Electrophysiological Properties of Hypothalamus Neurons
June woo NA,Byong Seo PARK,Jae Geun KIM,sunggu YANG 한국생물공학회 2021 한국생물공학회 학술대회 Vol.2021 No.10
Hypothalamus is widely accepted as the central system of whole-body homeostasis. In the energy homeostasis system, POMC neurons and AgRP neurons have the opposing mechanism, POMC neurons suppress the feeding while the AgRP neuron enhances the feeding. However recent study representative the dopaminergic neuron reacts to ghrelin and increases food intake, it demonstrated that the dopaminergic neuron is also highly involved in energy metabolism regulation. But, it has not yet been characterized electrophysiological intrinsic properties of these neurons.

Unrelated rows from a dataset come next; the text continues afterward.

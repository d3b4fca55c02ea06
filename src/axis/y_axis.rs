use std::fmt;
use std::sync::Arc;

use tracing::debug;

use crate::axis::ticks::compute_axis_values;
use crate::axis::{AxisConfig, LimitLine};
use crate::core::{Transformer, ViewPortHandler};
use crate::error::{ChartError, ChartResult};

/// Custom tick label formatter: receives the tick value and the axis decimals.
pub type AxisValueFormatter = Arc<dyn Fn(f64, usize) -> String + Send + Sync>;

/// Vertical chart axis: configuration plus the computed tick entries.
#[derive(Clone)]
pub struct YAxis {
    config: AxisConfig,
    entries: Vec<f64>,
    decimals: usize,
    axis_minimum: f64,
    axis_maximum: f64,
    value_formatter: Option<AxisValueFormatter>,
}

impl fmt::Debug for YAxis {
    fn fmt(&self, f: &mut fmt::Formatter<'_>) -> fmt::Result {
        f.debug_struct("YAxis")
            .field("config", &self.config)
            .field("entries", &self.entries)
            .field("decimals", &self.decimals)
            .field("axis_minimum", &self.axis_minimum)
            .field("axis_maximum", &self.axis_maximum)
            .field("value_formatter", &self.value_formatter.is_some())
            .finish()
    }
}

impl Default for YAxis {
    fn default() -> Self {
        Self {
            config: AxisConfig::default(),
            entries: Vec::new(),
            decimals: 0,
            axis_minimum: 0.0,
            axis_maximum: 0.0,
            value_formatter: None,
        }
    }
}

impl YAxis {
    pub fn new(config: AxisConfig) -> ChartResult<Self> {
        config.validate()?;
        Ok(Self {
            config,
            ..Self::default()
        })
    }

    #[must_use]
    pub fn config(&self) -> &AxisConfig {
        &self.config
    }

    /// Mutable access for hosts that restyle the axis between redraws.
    pub fn config_mut(&mut self) -> &mut AxisConfig {
        &mut self.config
    }

    #[must_use]
    pub fn entries(&self) -> &[f64] {
        &self.entries
    }

    #[must_use]
    pub fn entry_count(&self) -> usize {
        self.entries.len()
    }

    #[must_use]
    pub fn decimals(&self) -> usize {
        self.decimals
    }

    #[must_use]
    pub fn axis_range(&self) -> (f64, f64) {
        (self.axis_minimum, self.axis_maximum)
    }

    /// Replaces the tick entries; decimals are left unchanged.
    pub fn set_entries(&mut self, entries: Vec<f64>) -> ChartResult<()> {
        if entries.iter().any(|value| !value.is_finite()) {
            return Err(ChartError::InvalidData(
                "axis entries must be finite".to_owned(),
            ));
        }
        self.entries = entries;
        Ok(())
    }

    pub fn set_decimals(&mut self, decimals: usize) {
        self.decimals = decimals;
    }

    /// Recomputes entries and decimals for the visible value range.
    pub fn compute_axis(&mut self, min: f64, max: f64) -> ChartResult<()> {
        if !min.is_finite() || !max.is_finite() {
            return Err(ChartError::InvalidData(
                "axis range must be finite".to_owned(),
            ));
        }
        let (min, max) = if min <= max { (min, max) } else { (max, min) };
        let values =
            compute_axis_values(min, max, self.config.label_count, self.config.force_label_count);
        debug!(
            min,
            max,
            entries = values.entries.len(),
            decimals = values.decimals,
            "computed y-axis entries"
        );
        self.axis_minimum = min;
        self.axis_maximum = max;
        self.entries = values.entries;
        self.decimals = values.decimals;
        Ok(())
    }

    /// Builds a transformer for this axis' range against an X range.
    pub fn transformer(
        &self,
        view_port: &ViewPortHandler,
        x_min: f64,
        x_max: f64,
    ) -> ChartResult<Transformer> {
        Transformer::for_ranges(
            view_port,
            x_min,
            x_max,
            self.axis_minimum,
            self.axis_maximum,
            self.config.inverted,
        )
    }

    pub fn set_value_formatter(
        &mut self,
        formatter: impl Fn(f64, usize) -> String + Send + Sync + 'static,
    ) {
        self.value_formatter = Some(Arc::new(formatter));
    }

    pub fn clear_value_formatter(&mut self) {
        self.value_formatter = None;
    }

    /// Label text for entry `index`; empty when the index is out of range.
    #[must_use]
    pub fn formatted_label(&self, index: usize) -> String {
        let Some(&value) = self.entries.get(index) else {
            return String::new();
        };
        match &self.value_formatter {
            Some(formatter) => formatter(value, self.decimals),
            None => format_fixed(value, self.decimals),
        }
    }

    /// Longest label text in characters, for hosts sizing the axis margin.
    #[must_use]
    pub fn longest_label(&self) -> String {
        (0..self.entry_count())
            .map(|index| self.formatted_label(index))
            .max_by_key(|label| label.chars().count())
            .unwrap_or_default()
    }

    #[must_use]
    pub fn limit_lines(&self) -> &[LimitLine] {
        &self.config.limit_lines
    }

    pub fn add_limit_line(&mut self, line: LimitLine) -> ChartResult<()> {
        line.validate()?;
        self.config.limit_lines.push(line);
        Ok(())
    }

    /// Removes the first limit line equal to `line`; returns whether one was removed.
    pub fn remove_limit_line(&mut self, line: &LimitLine) -> bool {
        match self.config.limit_lines.iter().position(|l| l == line) {
            Some(index) => {
                self.config.limit_lines.remove(index);
                true
            }
            None => false,
        }
    }

    pub fn remove_all_limit_lines(&mut self) {
        self.config.limit_lines.clear();
    }
}

fn format_fixed(value: f64, decimals: usize) -> String {
    let text = format!("{value:.decimals$}");
    // "-0", "-0.00" and friends read as zero.
    if text.starts_with('-') && text[1..].chars().all(|c| c == '0' || c == '.') {
        text[1..].to_owned()
    } else {
        text
    }
}

#[cfg(test)]
mod tests {
    use super::{YAxis, format_fixed};
    use crate::axis::{AxisConfig, LimitLine};

    #[test]
    fn compute_axis_stores_entries_and_decimals() {
        let mut axis = YAxis::new(AxisConfig::default()).expect("axis");
        axis.compute_axis(0.0, 1.0).expect("compute");

        assert_eq!(axis.decimals(), 1);
        assert_eq!(axis.entry_count(), axis.entries().len());
        assert_eq!(axis.formatted_label(1), "0.2");
        assert_eq!(axis.axis_range(), (0.0, 1.0));
    }

    #[test]
    fn compute_axis_labels_narrow_fractional_range() {
        let mut axis = YAxis::new(AxisConfig::default()).expect("axis");
        axis.compute_axis(5.0, 5.42).expect("compute");

        assert!(axis.entry_count() >= 5);
        assert_eq!(axis.decimals(), 2);
        assert_eq!(axis.formatted_label(0), "5.04");
        assert!(axis.entries().iter().all(|v| (5.0..=5.42).contains(v)));
    }

    #[test]
    fn formatted_label_out_of_range_is_empty() {
        let mut axis = YAxis::default();
        axis.set_entries(vec![1.0]).expect("entries");
        assert_eq!(axis.formatted_label(1), "");
    }

    #[test]
    fn custom_formatter_overrides_fixed_decimals() {
        let mut axis = YAxis::default();
        axis.set_entries(vec![1.5, 2.5]).expect("entries");
        axis.set_decimals(2);
        axis.set_value_formatter(|value, decimals| format!("{value:.decimals$} %"));

        assert_eq!(axis.formatted_label(0), "1.50 %");
        axis.clear_value_formatter();
        assert_eq!(axis.formatted_label(1), "2.50");
    }

    #[test]
    fn rejects_non_finite_entries() {
        let mut axis = YAxis::default();
        assert!(axis.set_entries(vec![0.0, f64::NAN]).is_err());
        assert!(axis.compute_axis(f64::NEG_INFINITY, 1.0).is_err());
    }

    #[test]
    fn limit_lines_add_and_remove() {
        let mut axis = YAxis::default();
        let line = LimitLine::new(50.0, "Target");
        axis.add_limit_line(line.clone()).expect("add");
        assert_eq!(axis.limit_lines().len(), 1);
        assert!(axis.remove_limit_line(&line));
        assert!(!axis.remove_limit_line(&line));
        axis.add_limit_line(line).expect("add");
        axis.remove_all_limit_lines();
        assert!(axis.limit_lines().is_empty());
    }

    #[test]
    fn negative_zero_formats_as_zero() {
        assert_eq!(format_fixed(-0.0, 2), "0.00");
        assert_eq!(format_fixed(-0.001, 1), "0.0");
        assert_eq!(format_fixed(-1.26, 1), "-1.3");
    }

    #[test]
    fn longest_label_picks_widest_text() {
        let mut axis = YAxis::default();
        axis.set_entries(vec![5.0, -1000.0, 20.0]).expect("entries");
        assert_eq!(axis.longest_label(), "-1000");
    }
}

In this study, we focused on these three different types of neurons and characterized their electrophysiological intrinsic properties and Reactivity to leptin and ghrelin by whole-cell patch-clamp. These neurons showed significantly different electrophysiological capacities in intrinsic property assay. The burst firing pattern was observed in AgRP and DAT neurons but not in POMC neurons. AgRP and POMC were reacted at ghrelin and leptin but DAT neurons did not respond to leptin.